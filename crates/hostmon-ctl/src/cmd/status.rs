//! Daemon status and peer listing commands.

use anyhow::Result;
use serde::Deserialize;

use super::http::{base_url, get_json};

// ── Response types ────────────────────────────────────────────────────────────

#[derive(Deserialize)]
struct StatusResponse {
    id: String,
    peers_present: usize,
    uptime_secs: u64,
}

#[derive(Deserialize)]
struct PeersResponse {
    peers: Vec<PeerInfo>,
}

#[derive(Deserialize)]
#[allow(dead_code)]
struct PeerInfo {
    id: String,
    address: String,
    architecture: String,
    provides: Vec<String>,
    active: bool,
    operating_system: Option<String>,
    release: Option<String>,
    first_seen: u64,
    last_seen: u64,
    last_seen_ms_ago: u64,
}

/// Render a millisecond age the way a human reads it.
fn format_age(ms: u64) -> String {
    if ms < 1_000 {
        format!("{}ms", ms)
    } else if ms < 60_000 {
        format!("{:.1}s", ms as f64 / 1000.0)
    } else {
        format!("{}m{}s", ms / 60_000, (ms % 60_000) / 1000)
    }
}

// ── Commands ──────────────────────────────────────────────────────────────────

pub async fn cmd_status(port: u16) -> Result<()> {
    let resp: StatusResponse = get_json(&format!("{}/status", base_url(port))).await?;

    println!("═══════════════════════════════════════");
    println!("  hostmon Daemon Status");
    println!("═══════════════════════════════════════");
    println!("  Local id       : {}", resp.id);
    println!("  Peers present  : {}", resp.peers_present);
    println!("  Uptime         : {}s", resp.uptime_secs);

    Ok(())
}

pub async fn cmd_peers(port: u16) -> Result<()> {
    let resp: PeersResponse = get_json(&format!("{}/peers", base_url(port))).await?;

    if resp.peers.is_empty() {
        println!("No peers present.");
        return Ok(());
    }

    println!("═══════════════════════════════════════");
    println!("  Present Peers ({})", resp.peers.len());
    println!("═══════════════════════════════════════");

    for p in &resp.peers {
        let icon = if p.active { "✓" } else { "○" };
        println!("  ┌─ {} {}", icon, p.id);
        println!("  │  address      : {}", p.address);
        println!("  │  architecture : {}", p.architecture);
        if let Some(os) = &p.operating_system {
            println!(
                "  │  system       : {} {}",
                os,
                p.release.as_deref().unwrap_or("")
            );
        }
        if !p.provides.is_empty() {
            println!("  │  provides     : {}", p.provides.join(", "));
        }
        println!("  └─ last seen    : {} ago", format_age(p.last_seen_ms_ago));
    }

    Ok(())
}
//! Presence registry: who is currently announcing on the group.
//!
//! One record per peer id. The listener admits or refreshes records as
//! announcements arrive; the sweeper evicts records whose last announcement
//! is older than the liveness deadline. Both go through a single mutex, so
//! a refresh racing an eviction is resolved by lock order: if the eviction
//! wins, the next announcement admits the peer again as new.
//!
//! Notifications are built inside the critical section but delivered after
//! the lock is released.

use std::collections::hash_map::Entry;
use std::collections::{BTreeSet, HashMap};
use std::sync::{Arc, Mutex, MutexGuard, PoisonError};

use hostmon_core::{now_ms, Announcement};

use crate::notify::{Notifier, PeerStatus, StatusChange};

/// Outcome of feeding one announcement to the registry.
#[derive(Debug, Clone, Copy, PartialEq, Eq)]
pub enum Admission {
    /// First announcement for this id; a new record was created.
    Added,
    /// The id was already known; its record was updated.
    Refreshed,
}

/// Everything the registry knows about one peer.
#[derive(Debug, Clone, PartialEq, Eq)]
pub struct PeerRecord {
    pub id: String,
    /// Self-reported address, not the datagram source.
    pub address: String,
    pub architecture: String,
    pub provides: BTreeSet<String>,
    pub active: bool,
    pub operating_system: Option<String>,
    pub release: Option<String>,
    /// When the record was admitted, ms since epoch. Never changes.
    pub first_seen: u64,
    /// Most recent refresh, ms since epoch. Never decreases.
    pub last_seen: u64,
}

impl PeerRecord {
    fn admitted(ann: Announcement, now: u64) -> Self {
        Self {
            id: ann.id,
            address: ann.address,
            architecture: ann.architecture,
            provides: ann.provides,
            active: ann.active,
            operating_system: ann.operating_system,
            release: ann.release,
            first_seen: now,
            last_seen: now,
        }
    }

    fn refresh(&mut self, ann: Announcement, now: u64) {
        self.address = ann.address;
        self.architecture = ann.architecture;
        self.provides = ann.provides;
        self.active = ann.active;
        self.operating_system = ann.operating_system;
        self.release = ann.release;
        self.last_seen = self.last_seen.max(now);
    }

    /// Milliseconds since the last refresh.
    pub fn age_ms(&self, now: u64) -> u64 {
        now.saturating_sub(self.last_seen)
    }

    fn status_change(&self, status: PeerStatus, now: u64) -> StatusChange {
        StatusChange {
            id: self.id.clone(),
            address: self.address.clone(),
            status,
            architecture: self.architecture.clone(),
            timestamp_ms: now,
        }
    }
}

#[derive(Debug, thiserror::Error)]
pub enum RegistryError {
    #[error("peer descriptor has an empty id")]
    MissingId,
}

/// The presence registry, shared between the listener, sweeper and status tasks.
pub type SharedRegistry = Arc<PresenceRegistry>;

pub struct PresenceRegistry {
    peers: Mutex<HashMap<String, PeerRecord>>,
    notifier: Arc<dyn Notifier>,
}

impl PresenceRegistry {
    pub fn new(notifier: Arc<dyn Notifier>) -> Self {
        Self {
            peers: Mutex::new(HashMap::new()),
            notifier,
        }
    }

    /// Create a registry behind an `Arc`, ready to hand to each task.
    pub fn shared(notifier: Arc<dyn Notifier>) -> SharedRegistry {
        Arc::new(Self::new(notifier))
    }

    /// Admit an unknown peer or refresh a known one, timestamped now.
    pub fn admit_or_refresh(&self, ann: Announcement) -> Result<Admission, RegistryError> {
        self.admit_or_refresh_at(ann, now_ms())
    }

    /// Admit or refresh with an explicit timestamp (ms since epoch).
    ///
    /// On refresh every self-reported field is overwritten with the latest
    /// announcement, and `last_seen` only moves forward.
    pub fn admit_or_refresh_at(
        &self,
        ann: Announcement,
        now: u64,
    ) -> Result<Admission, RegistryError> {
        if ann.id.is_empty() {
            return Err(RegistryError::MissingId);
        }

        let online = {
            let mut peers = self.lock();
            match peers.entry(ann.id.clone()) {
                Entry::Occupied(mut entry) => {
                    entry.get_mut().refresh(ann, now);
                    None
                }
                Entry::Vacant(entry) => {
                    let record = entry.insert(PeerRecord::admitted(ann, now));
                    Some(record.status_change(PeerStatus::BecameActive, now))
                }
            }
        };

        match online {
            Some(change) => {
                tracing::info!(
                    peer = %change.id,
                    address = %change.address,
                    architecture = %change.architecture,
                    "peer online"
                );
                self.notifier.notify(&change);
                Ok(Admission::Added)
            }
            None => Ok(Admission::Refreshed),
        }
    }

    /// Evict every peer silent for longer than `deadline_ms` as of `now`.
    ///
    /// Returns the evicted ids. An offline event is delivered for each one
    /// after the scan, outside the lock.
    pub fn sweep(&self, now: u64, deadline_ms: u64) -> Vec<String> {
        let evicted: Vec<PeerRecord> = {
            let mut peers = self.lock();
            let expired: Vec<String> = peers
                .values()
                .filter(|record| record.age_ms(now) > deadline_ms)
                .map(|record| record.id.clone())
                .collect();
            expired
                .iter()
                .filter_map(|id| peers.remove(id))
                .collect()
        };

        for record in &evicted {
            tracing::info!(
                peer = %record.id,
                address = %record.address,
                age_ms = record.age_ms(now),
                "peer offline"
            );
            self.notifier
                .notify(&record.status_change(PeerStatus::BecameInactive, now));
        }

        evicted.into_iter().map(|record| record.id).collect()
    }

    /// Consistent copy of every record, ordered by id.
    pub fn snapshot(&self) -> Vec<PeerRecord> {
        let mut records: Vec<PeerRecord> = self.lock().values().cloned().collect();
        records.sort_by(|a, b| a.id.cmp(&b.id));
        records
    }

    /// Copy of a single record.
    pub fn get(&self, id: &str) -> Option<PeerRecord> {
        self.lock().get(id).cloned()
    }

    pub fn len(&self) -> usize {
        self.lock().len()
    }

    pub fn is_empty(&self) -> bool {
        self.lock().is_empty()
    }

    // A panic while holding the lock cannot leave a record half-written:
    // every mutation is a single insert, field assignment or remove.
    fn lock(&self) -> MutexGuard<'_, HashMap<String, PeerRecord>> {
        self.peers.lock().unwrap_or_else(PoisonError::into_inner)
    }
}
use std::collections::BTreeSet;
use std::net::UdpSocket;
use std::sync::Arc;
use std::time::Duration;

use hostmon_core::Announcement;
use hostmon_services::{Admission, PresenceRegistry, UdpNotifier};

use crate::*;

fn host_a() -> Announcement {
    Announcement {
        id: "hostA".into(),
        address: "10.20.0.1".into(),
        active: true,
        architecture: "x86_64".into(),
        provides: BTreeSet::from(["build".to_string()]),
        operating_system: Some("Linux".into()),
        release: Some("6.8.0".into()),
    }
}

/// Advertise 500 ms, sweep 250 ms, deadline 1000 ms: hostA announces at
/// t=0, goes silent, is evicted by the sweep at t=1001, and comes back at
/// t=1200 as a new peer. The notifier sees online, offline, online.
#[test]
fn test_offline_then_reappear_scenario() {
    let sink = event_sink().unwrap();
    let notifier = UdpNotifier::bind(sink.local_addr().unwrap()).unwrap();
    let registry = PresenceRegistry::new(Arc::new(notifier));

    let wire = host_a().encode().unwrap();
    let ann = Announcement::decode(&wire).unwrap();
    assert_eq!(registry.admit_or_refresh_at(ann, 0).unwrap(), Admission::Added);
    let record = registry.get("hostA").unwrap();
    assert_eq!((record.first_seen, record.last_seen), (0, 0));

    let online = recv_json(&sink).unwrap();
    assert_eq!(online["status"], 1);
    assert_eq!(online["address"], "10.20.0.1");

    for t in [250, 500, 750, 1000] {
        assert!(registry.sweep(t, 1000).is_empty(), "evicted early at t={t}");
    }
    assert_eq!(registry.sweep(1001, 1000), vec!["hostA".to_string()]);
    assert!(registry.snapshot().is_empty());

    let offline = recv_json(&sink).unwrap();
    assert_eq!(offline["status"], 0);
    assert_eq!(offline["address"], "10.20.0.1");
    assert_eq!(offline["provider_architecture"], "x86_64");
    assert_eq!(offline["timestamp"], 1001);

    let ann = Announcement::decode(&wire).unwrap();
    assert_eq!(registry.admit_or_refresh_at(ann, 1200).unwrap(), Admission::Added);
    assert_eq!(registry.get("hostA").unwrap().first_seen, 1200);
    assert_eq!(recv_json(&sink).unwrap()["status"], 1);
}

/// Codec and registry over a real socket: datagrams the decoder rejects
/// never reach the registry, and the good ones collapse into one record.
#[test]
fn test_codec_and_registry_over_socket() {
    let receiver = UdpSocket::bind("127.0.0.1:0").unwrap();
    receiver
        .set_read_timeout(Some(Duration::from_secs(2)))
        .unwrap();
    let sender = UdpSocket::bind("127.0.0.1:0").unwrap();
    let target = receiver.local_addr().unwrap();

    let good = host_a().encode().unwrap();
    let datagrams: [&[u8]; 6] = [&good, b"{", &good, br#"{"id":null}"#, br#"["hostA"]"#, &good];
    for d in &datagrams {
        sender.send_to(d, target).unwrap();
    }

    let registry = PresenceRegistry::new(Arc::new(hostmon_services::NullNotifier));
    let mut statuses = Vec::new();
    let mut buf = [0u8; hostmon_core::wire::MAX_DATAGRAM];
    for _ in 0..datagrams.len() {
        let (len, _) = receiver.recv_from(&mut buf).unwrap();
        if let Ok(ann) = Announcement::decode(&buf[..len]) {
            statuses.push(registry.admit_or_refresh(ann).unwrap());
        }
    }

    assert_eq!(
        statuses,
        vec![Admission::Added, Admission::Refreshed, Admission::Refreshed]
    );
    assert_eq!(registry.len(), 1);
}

================================

Above are the records. Copy every line in them holding "PoisonError".

## Response area:
use std::sync::{Arc, Mutex, MutexGuard, PoisonError};
        self.peers.lock().unwrap_or_else(PoisonError::into_inner)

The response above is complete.